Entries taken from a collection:
= Beginning of Section =

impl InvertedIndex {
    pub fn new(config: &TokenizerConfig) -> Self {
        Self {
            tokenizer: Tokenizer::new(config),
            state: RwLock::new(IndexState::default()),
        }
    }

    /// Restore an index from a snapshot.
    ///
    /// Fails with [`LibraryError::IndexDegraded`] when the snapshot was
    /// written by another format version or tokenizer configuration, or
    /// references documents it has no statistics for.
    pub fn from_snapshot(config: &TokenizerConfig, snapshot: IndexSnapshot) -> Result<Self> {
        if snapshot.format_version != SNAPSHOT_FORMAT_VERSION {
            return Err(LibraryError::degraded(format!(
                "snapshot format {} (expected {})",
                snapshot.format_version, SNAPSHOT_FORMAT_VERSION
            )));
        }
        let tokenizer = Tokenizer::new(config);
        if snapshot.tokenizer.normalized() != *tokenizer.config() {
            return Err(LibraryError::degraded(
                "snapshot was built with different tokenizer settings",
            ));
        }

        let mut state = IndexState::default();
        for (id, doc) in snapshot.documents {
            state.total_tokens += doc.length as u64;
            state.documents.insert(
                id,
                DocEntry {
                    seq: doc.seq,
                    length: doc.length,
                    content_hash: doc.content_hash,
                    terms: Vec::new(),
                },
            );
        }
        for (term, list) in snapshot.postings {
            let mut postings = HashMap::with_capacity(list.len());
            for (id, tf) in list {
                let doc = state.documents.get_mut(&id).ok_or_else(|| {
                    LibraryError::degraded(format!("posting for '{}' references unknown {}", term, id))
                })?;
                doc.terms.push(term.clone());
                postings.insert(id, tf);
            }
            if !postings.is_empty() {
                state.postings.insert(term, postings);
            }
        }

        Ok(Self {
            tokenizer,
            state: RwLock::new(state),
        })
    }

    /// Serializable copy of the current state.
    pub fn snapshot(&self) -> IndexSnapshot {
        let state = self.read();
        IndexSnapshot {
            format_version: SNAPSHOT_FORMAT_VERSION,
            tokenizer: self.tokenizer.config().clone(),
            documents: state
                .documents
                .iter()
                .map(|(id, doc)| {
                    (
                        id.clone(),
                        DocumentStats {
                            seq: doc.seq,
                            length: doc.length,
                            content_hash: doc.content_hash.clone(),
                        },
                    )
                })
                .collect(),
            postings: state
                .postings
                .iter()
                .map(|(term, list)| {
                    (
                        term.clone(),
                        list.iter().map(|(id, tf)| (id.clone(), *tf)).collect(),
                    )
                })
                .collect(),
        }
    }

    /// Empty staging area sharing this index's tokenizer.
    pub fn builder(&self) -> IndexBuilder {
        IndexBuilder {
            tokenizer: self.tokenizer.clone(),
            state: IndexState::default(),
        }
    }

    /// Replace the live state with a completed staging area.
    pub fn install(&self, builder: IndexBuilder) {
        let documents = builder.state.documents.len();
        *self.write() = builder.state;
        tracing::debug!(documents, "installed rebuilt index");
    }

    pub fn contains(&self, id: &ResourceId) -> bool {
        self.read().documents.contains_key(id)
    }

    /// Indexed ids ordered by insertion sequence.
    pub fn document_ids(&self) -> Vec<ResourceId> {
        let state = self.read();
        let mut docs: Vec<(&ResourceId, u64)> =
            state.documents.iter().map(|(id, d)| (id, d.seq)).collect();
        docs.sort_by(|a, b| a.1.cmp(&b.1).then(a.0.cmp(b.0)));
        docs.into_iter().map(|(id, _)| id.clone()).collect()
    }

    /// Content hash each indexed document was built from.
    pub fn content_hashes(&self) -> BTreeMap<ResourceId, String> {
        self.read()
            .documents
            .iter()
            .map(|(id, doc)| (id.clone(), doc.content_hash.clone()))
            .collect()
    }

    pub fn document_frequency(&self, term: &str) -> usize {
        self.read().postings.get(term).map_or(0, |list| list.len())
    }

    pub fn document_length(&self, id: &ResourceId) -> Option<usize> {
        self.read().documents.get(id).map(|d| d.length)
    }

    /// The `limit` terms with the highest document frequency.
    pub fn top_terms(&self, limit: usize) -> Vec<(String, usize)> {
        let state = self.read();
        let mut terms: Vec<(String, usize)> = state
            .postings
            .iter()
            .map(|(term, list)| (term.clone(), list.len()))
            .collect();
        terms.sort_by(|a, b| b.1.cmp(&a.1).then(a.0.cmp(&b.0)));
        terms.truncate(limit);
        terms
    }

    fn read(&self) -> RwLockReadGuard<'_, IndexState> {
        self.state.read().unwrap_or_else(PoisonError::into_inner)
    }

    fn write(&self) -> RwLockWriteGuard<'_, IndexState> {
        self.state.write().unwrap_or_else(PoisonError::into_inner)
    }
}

= End of Section =

PROMPT: Provide only the count of lines within the entries above that include the string "usize".

THE COMPLETED TASK: 4